* _Data extract_:
⁂

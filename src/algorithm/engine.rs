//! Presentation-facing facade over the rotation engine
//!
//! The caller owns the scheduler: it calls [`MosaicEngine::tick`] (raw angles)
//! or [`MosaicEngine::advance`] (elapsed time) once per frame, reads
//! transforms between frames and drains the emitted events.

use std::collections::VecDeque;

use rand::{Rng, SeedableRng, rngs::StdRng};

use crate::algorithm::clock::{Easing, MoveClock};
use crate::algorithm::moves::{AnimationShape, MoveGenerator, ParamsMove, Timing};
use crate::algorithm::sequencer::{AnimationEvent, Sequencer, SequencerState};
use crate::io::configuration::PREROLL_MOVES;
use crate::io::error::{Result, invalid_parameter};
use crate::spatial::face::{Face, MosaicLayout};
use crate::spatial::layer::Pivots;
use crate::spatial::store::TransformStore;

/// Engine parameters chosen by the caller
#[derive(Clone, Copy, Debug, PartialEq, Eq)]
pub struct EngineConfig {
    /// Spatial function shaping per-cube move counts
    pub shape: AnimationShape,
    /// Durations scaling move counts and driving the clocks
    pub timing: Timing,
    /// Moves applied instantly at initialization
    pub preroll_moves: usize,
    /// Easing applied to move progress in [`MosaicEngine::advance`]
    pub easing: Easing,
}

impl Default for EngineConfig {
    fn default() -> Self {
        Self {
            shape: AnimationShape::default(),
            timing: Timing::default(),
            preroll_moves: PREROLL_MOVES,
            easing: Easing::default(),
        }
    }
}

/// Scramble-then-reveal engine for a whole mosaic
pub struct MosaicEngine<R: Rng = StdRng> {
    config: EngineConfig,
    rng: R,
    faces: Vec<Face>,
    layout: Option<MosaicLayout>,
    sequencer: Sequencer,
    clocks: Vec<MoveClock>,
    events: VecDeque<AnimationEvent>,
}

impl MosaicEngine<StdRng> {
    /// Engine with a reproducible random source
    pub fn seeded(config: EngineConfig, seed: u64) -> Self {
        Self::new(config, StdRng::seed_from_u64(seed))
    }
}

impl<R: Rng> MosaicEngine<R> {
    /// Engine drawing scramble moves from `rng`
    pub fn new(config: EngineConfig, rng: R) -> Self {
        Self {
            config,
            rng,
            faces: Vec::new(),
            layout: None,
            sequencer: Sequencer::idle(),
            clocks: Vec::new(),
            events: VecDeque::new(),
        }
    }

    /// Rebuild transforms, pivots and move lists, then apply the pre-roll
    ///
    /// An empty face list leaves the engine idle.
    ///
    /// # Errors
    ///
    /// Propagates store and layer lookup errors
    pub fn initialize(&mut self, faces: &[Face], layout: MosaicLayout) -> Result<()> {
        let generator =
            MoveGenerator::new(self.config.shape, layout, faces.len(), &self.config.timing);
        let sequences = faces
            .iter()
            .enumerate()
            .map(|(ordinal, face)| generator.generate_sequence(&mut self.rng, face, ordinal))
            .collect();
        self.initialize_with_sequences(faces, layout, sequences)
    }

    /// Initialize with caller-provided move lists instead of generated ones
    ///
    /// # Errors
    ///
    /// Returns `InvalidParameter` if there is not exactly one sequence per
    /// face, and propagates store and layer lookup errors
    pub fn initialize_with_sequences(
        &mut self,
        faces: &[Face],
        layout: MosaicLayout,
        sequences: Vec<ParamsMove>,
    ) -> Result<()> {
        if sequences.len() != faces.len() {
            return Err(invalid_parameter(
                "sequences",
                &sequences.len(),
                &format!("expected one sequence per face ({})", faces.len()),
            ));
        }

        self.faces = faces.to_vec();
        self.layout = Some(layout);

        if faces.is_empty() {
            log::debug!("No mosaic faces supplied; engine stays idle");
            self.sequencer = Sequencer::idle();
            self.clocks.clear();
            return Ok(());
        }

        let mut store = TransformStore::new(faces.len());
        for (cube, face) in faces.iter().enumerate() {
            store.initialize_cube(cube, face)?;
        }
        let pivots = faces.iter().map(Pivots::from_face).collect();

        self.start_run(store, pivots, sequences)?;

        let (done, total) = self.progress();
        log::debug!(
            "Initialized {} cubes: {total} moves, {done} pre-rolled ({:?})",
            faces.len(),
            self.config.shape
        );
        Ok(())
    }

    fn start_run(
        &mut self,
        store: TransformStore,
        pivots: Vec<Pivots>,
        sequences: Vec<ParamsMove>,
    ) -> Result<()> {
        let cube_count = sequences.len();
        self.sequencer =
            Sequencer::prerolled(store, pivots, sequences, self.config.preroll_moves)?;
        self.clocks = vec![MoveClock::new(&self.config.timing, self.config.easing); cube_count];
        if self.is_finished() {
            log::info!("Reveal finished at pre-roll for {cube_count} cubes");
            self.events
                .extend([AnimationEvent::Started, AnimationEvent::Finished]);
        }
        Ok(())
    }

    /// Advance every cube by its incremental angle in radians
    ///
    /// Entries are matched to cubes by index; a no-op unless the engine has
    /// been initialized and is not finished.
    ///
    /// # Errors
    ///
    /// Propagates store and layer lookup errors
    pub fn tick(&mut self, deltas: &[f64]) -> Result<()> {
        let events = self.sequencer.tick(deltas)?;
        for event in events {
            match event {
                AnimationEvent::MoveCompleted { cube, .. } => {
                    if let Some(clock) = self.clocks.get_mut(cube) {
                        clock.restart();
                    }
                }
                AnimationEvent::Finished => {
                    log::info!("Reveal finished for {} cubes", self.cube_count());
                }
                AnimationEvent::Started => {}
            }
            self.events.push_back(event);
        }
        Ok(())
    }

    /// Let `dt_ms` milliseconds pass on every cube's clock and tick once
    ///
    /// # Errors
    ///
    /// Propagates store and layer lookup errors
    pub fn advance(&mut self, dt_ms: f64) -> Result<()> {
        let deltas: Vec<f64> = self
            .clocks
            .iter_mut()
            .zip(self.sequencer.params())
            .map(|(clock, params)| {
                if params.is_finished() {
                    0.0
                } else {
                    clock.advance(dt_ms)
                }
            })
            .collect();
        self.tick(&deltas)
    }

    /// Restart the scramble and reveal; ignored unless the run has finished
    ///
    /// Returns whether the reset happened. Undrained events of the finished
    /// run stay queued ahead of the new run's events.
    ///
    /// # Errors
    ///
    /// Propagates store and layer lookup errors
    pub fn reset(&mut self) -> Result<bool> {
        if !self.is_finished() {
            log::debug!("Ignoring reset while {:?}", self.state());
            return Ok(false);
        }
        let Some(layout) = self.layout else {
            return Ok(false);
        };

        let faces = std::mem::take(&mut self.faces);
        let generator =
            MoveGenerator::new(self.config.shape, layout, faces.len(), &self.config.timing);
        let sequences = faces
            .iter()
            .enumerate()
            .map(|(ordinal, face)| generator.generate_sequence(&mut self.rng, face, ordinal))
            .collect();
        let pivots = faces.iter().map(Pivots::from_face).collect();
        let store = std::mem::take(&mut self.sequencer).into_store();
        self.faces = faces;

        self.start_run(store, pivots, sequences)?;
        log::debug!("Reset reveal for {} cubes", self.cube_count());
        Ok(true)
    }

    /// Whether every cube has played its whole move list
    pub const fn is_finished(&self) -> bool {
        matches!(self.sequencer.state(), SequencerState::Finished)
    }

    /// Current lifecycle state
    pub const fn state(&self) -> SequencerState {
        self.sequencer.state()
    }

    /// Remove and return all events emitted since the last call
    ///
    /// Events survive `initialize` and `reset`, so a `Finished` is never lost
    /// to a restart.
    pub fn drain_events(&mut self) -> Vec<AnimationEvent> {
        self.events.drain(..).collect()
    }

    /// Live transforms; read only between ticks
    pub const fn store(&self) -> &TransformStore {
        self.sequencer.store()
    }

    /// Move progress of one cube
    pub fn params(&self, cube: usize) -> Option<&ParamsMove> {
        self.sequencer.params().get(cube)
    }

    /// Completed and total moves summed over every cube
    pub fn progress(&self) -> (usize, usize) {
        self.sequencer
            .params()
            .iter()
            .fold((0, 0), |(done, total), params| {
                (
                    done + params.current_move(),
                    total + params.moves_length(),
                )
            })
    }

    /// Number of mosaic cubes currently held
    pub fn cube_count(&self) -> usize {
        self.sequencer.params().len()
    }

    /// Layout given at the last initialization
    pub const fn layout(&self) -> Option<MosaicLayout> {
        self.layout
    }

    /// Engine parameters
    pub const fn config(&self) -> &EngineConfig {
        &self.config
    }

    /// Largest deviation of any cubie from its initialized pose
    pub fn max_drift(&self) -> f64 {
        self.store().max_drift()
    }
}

⁂

Could you tally how many lines of the material above include the word "once" and reply with only that count?

* _Answer box_: 2